Du Bellerophon au Northumberland
Le 15 juillet au petit jour, le brick Épervier emmène Napoléon, Las Cases, les généraux, les deux femmes et les enfants. Le Bellorophon envoie une chaloupe à sa rencontre et la suite ex-impériale reçoit tous les égards réservés aux invités de marque. Le temps est radieux, le vent faible et le vieux vaisseau fort lent. Il lui faut une semaine pour dépasser Ouessant: c’est donc très progressivement que se font les adieux à la France. Le 24 juillet au matin enfin, le Bellorophon touche l’Angleterre. Mais il mouille l’ancre en rade de Torbay, loin de tout port. Une embarcation conduit à bord Gourgaud, l’envoyé de Bonaparte au prince régent. Les informations qu’il apporte sont inquiétantes: il n’a pas été autorisé à mettre le pied à terre et a été dessaisi du courrier dont il ne sait pas si le prince régent en a seulement eu connaissance. Pourtant, comme pour signifier aux Français qu’ils ont raison de s’en remettre à l’hospitalité anglaise, un grand nombre de petits bateaux chargés de curieux tournent autour du Bellorophon. Le 26, le vaisseau lève l’ancre pour une courte traversée qui le mène en rade de Plymouth. Là, l’ancre à peine mouillée, l’atmosphère du bord change du tout au tout. La sévérité est de mise. Deux frégates se postent à proximité immédiate tandis que l’on parle d’un appareillage imminent pour… l’île de Sainte-Hélène. Or, de toute l’Angleterre, on vient voir le navire qui porte l’empereur des Français. Les embarcations couvrent la mer tant il y en a. Et Napoléon Ier ne déteste pas apparaître sur le pont pour se faire bien
voir de cette foule bienveillante. Quel sera donc le destin des Français ? Le 29 juillet, avec l’arrivée à bord de lord Keith, le commandant en chef des forces navales anglaises, le couperet tombe. « L’île de Sainte-Hélène a été choisie pour sa future résidence : son climat est sain, et sa situation locale permettra qu’on l’y traite avec plus d’indulgence qu’on ne le pourrait faire ailleurs, vu les précautions indispensables qu’on serait obligé d’employer pour s’assurer de sa personne. » En clair, la seule présence de l’ex-empereur sur le territoire britannique inquiète. Napoléon a beau protester, on ne l’écoute tout simplement pas.

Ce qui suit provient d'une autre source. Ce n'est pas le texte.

//! Reconciliation errors for core domain operations.
//!
//! Every variant carries the symbol of the instrument it was raised for so
//! that the orchestrator can report the item and move on to the next one.
//!
//! # Examples
//!
//! ```
//! use marketsync::domain::error::ReconcileError;
//! use marketsync::domain::instrument::{tags, Instrument};
//! use marketsync::domain::normalize::normalize;
//! use rust_decimal_macros::dec;
//!
//! // An instrument without constraints cannot be normalized.
//! let instrument = Instrument::new("BNBBTC", "BNB", "BTC", 8, vec![]);
//! let result = normalize(&instrument, dec!(0.011));
//!
//! assert!(matches!(
//!     result,
//!     Err(ReconcileError::ConstraintMissing { tag, .. }) if tag == tags::PRICE_FILTER
//! ));
//! ```

use thiserror::Error;

/// Errors raised while deriving a target-venue market from an instrument.
#[derive(Error, Debug, Clone, PartialEq, Eq)]
pub enum ReconcileError {
    /// A required constraint is absent from the instrument.
    #[error("constraint {tag} not found for {symbol}")]
    ConstraintMissing {
        /// Source-venue symbol of the instrument.
        symbol: String,
        /// Tag of the missing constraint.
        tag: String,
    },

    /// Current price is zero, negative or not a decimal number.
    #[error("invalid price '{price}' for {symbol}")]
    InvalidPrice {
        /// Source-venue symbol of the instrument.
        symbol: String,
        /// The rejected price as received.
        price: String,
    },

    /// The computed minimum amount came out as zero.
    #[error("min amount is zero for {symbol}")]
    ZeroMinAmount {
        /// Source-venue symbol of the instrument.
        symbol: String,
    },

    /// Decimal arithmetic left the representable range.
    #[error("decimal overflow while computing min amount for {symbol}")]
    Overflow {
        /// Source-venue symbol of the instrument.
        symbol: String,
    },
}

impl ReconcileError {
    /// Symbol of the instrument the error was raised for.
    #[must_use]
    pub fn symbol(&self) -> &str {
        match self {
            Self::ConstraintMissing { symbol, .. }
            | Self::InvalidPrice { symbol, .. }
            | Self::ZeroMinAmount { symbol }
            | Self::Overflow { symbol } => symbol,
        }
    }
}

En route pour l’île de Sainte-Hélène
Le 5 août, le Bellorophon appareille brusquement pour se mettre au mouillage à l’abri de Start Point, en attente du Northumberland qui arrive de Portsmouth en compagnie de deux frégates transportant une garnison pour Sainte-Hélène. Il semble – selon Las Cases dans le fameux Mémorial de Sainte-Hélène – que cette hâte soit motivée par le fait « qu’un officier public venait de partir de Londres, avec un ordre d’habeas corpus, pour réclamer la personne de l’Empereur, au nom des lois ou d’un tribunal. » Mais ce sont deux amiraux qui montent à bord, pour préciser les conditions de l’exil de Napoléon Bonaparte. Une vingtaine de personnes seulement pourront l’accompagner: le général Bertrand, avec sa femme Fanny et leurs trois enfants, le général de Montholon, avec sa femme Albine et leur fils, le général Gourgaud, et le comte de Las Cases avec son fils, ainsi que dix domestiques. Le 7 août, tout est réglé, le Northumberland et son escorte de frégates mettent le cap sur l’Atlantique Sud et l’île de Sainte-Hélène.